Un laurier manque encor sur le front de Voltaire.
Après tant d'ouvrages parfaits,
Avec l'Europe je croirais,
Si par une habile manœuvre,
Ses soins nous ramènent la paix,
Que ce sera son vrai chef-d'œuvre.a
Voilà ce que je pense avec toute l'Europe. Virgile a fait d'aussi beaux vers que vous, mais il n'a jamais fait de paix.
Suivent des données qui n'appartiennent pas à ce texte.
use std::sync::Arc;

use axum::extract::{Form, State};
use axum::response::Html;
use serde::Deserialize;

use crate::server::page::{render_history, render_index, IndexView, Panel};
use crate::state::{AnswerMode, AppState};

const GENERIC_FAILURE: &str = "Error occurred during processing.";
const RATE_LIMIT_FAILURE: &str = "Error occurred during processing. Rate limit exceeded.";

/// Fields of the index form. The clicked submit button is the only one present.
#[derive(Debug, Default, Deserialize)]
pub struct IndexForm {
    pub gen_question: Option<String>,
    pub answer_question: Option<String>,
    pub text_input: Option<String>,
    pub options: Option<String>,
}

pub async fn index() -> Html<String> {
    Html(render_index(&IndexView::default()))
}

pub async fn submit(State(state): State<Arc<AppState>>, Form(form): Form<IndexForm>) -> Html<String> {
    let view = if form.gen_question.is_some() {
        generate_questions(&state).await
    } else if form.answer_question.is_some() {
        answer_question(&state, &form).await
    } else {
        IndexView::default()
    };
    Html(render_index(&view))
}

pub async fn history(State(state): State<Arc<AppState>>) -> Html<String> {
    let answers = state.history.answers().await.unwrap_or_else(|err| {
        tracing::error!("Failed to read answer history: {}", err);
        Vec::new()
    });
    let questions = state
        .history
        .generated_questions()
        .await
        .unwrap_or_else(|err| {
            tracing::error!("Failed to read question history: {}", err);
            Vec::new()
        });
    Html(render_history(&answers, &questions))
}

async fn generate_questions(state: &AppState) -> IndexView {
    tracing::info!("Generating practice questions");
    let examples = match state.generate_questions().await {
        Ok(html) => {
            if let Err(err) = state.history.record_questions(&html).await {
                tracing::warn!("Failed to save generated questions: {}", err);
            }
            Panel::Fragment(html)
        }
        Err(err) => {
            tracing::error!("Question generation failed: {}", err);
            Panel::Error(failure_message(err.is_rate_limited()))
        }
    };

    IndexView {
        examples: Some(examples),
        ..IndexView::default()
    }
}

async fn answer_question(state: &AppState, form: &IndexForm) -> IndexView {
    let question = form.text_input.as_deref().unwrap_or("").trim().to_string();
    let mode = form.options.as_deref().and_then(AnswerMode::parse);
    let mut view = IndexView {
        query: Some(question.clone()),
        mode,
        ..IndexView::default()
    };

    let Some(mode) = mode else {
        view.answer = Some(Panel::Error("Please choose an answering mode.".to_string()));
        return view;
    };
    if question.is_empty() {
        view.answer = Some(Panel::Error("Please enter a question.".to_string()));
        return view;
    }

    tracing::info!("Answering question in {} mode", mode);
    let answer = match state.answer(&question, mode).await {
        Ok(answer) => {
            if let Err(err) = state.history.record_answer(&question, mode, &answer).await {
                tracing::warn!("Failed to save answer history: {}", err);
            }
            match mode {
                AnswerMode::Crew => Panel::Fragment(answer),
                AnswerMode::Router => Panel::Text(answer),
            }
        }
        Err(err) => {
            tracing::error!("Answering failed ({} mode): {}", mode, err);
            Panel::Error(failure_message(err.is_rate_limited()))
        }
    };

    view.answer = Some(answer);
    view
}

fn failure_message(rate_limited: bool) -> String {
    if rate_limited {
        RATE_LIMIT_FAILURE.to_string()
    } else {
        GENERIC_FAILURE.to_string()
    }
}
Ce sera un avantage que vous gagnerez sur tous vos confrères du Parnasse, si vous réussissez.
Je ne sais qui m'a trahi,b et qui s'est avisé de donner au public des rapsodies qui étaient bonnes pour m'amuser, et qui n'ont jamais été faites à intention d'être publiées. Après tout, je suis si accoutumé à des trahisons, à de mauvaises manœuvres, à des perfidies, que je serais bien heureux que tout le mal qu'on m'a fait, et que d'autres projettent encore de me faire, se bornât à l'édition furtive de ces vers. Vous savez mieux que je ne le puis dire que ceux qui écrivent pour le public doivent respecter ses goûts et même ses préjugés. Voilà ce qui a donné des nuances différentes aux auteurs, selon les siècles dans lesquels ils ont écrit, et pourquoi les hommes même les plus supérieurs à leur temps n'ont pas laissé de s'imposer le joug de la mode. Pour moi, qui ai voulu être poëte incognito, on me traduit malgré moi devant le public, et je jouerai un sot rôle. Qu'importe? je le leur rendrai bien.
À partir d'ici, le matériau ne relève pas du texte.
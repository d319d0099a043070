use super::settings::Settings;
use crate::core::errors::ConfigError;

pub fn validate_settings(settings: &Settings) -> Result<(), ConfigError> {
    if settings.llm.api_key.trim().is_empty() {
        return Err(invalid(
            "llm.api_key must be set (config, secrets.yaml or OPENAI_API_KEY)",
        ));
    }
    if settings.llm.model.trim().is_empty() {
        return Err(invalid("llm.model must not be empty"));
    }
    if !(0.0..=2.0).contains(&settings.llm.temperature) {
        return Err(invalid("llm.temperature must be between 0.0 and 2.0"));
    }
    if settings.llm.requests_per_minute == Some(0) {
        return Err(invalid("llm.requests_per_minute must be at least 1"));
    }

    let corpus = &settings.corpus;
    if corpus.chunk_size == 0 {
        return Err(invalid("corpus.chunk_size must be at least 1"));
    }
    if corpus.chunk_overlap >= corpus.chunk_size {
        return Err(invalid(
            "corpus.chunk_overlap must be smaller than corpus.chunk_size",
        ));
    }
    if corpus.extensions.iter().all(|ext| ext.trim().is_empty()) {
        return Err(invalid("corpus.extensions must list at least one extension"));
    }

    if settings.retrieval.similarity_top_k == 0 {
        return Err(invalid("retrieval.similarity_top_k must be at least 1"));
    }
    if settings.retrieval.summary_group_chars == 0 {
        return Err(invalid("retrieval.summary_group_chars must be at least 1"));
    }

    if settings.crew.past_question_file.is_none() {
        return Err(invalid(
            "crew.past_question_file must be set (config or PAST_QUESTION_FILE)",
        ));
    }
    if settings.crew.main_material_file.is_none() {
        return Err(invalid(
            "crew.main_material_file must be set (config or MAIN_MATERIAL_FILE)",
        ));
    }

    Ok(())
}

fn invalid(message: &str) -> ConfigError {
    ConfigError::Invalid(message.to_string())
}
Vous me parlez des détails d'une affaire qui ne sont jamais venus
a Nous avons imprimé une autre leçon de ces vers t. XII, p. 146.
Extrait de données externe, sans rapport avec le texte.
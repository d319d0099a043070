//! Server-rendered HTML pages.

use crate::history::{GeneratedQuestionsRecord, QaRecord};
use crate::state::AnswerMode;

/// Body of the answer or questions panel.
#[derive(Debug, Clone, PartialEq)]
pub enum Panel {
    /// HTML fragment produced by a crew's Web Designer.
    Fragment(String),
    /// Plain text, escaped on render.
    Text(String),
    /// Apologetic message shown in place of a result.
    Error(String),
}

#[derive(Debug, Clone, Default)]
pub struct IndexView {
    pub query: Option<String>,
    pub mode: Option<AnswerMode>,
    pub answer: Option<Panel>,
    pub examples: Option<Panel>,
}

pub fn escape_html(text: &str) -> String {
    let mut escaped = String::with_capacity(text.len());
    for c in text.chars() {
        match c {
            '&' => escaped.push_str("&amp;"),
            '<' => escaped.push_str("&lt;"),
            '>' => escaped.push_str("&gt;"),
            '"' => escaped.push_str("&quot;"),
            '\'' => escaped.push_str("&#39;"),
            _ => escaped.push(c),
        }
    }
    escaped
}

fn render_panel(panel: &Panel) -> String {
    match panel {
        Panel::Fragment(html) => html.clone(),
        Panel::Text(text) => format!(
            "<p>{}</p>",
            escape_html(text).replace('\n', "<br>\n")
        ),
        Panel::Error(message) => format!(
            "<p class=\"error\">{}<br>Please try again.</p>",
            escape_html(message)
        ),
    }
}

fn layout(title: &str, body: &str) -> String {
    format!(
        r#"<!DOCTYPE html>
<html lang="en">
<head>
<meta charset="utf-8">
<title>{title}</title>
<style>
body {{ font-family: sans-serif; max-width: 60rem; margin: 2rem auto; padding: 0 1rem; }}
textarea {{ width: 100%; }}
section {{ border-top: 1px solid #ddd; margin-top: 1.5rem; padding-top: 1rem; }}
.error {{ color: #b00020; }}
</style>
</head>
<body>
<nav><a href="/">Study Assistant</a> | <a href="/history">History</a></nav>
{body}
</body>
</html>
"#,
        title = escape_html(title),
        body = body
    )
}

pub fn render_index(view: &IndexView) -> String {
    let query = view.query.as_deref().map(escape_html).unwrap_or_default();
    let mode = view.mode.unwrap_or(AnswerMode::Crew);
    let checked = |candidate: AnswerMode| if mode == candidate { " checked" } else { "" };

    let mut body = format!(
        r#"<h1>Study Assistant</h1>
<form method="post" action="/">
<section>
<h2>Practice questions</h2>
<button type="submit" name="gen_question" value="1">Generate questions</button>
</section>
<section>
<h2>Ask a question</h2>
<textarea name="text_input" rows="4">{query}</textarea>
<p>
<label><input type="radio" name="options" value="crewai"{crew_checked}> Agents</label>
<label><input type="radio" name="options" value="llama"{router_checked}> Index router</label>
</p>
<button type="submit" name="answer_question" value="1">Answer</button>
</section>
</form>
"#,
        query = query,
        crew_checked = checked(AnswerMode::Crew),
        router_checked = checked(AnswerMode::Router),
    );

    if let Some(examples) = &view.examples {
        body.push_str(&format!(
            "<section id=\"examples\">\n<h2>Generated questions</h2>\n{}\n</section>\n",
            render_panel(examples)
        ));
    }
    if let Some(answer) = &view.answer {
        body.push_str(&format!(
            "<section id=\"answer\">\n<h2>Answer</h2>\n<p><strong>Q:</strong> {}</p>\n{}\n</section>\n",
            query,
            render_panel(answer)
        ));
    }

    layout("Study Assistant", &body)
}

pub fn render_history(answers: &[QaRecord], questions: &[GeneratedQuestionsRecord]) -> String {
    let mut body = String::from("<h1>History</h1>\n<section>\n<h2>Answered questions</h2>\n");
    if answers.is_empty() {
        body.push_str("<p>No questions answered yet.</p>\n");
    }
    // Newest first.
    for record in answers.iter().rev() {
        let answer = match record.mode {
            AnswerMode::Crew => Panel::Fragment(record.answer.clone()),
            AnswerMode::Router => Panel::Text(record.answer.clone()),
        };
        body.push_str(&format!(
            "<article>\n<p><small>{} ({})</small></p>\n<p><strong>Q:</strong> {}</p>\n{}\n</article>\n",
            record.timestamp.format("%Y-%m-%d %H:%M:%S"),
            record.mode,
            escape_html(&record.question),
            render_panel(&answer)
        ));
    }

    body.push_str("</section>\n<section>\n<h2>Generated questions</h2>\n");
    if questions.is_empty() {
        body.push_str("<p>No questions generated yet.</p>\n");
    }
    for record in questions.iter().rev() {
        body.push_str(&format!(
            "<article>\n<p><small>{}</small></p>\n{}\n</article>\n",
            record.timestamp.format("%Y-%m-%d %H:%M:%S"),
            record.content
        ));
    }
    body.push_str("</section>\n");

    layout("Study Assistant: History", &body)
}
b D'après la lettre du marquis d'Argens à Frédéric, du 18 mai 1760, et le travail de M. Sainte-Beuve que nous avons cité t. XIX, p. 189, on ne peut presque pas douter que Voltaire lui-même ne fût l'auteur de cette trahison. Ce qui témoigne encore contre lui, c'est le ton frivole de toutes celles de ses lettres où il parle de cette odieuse affaire, p. e. à Darget, du 7 janvier, à Thieriot, du 18 février, et à d'Alembert, du 20 avril 1760. Voyez enfin ci-dessus, p. 41 et 42, le post-scriptum de la lettre de Frédéric à Voltaire, du 18 avril 1759.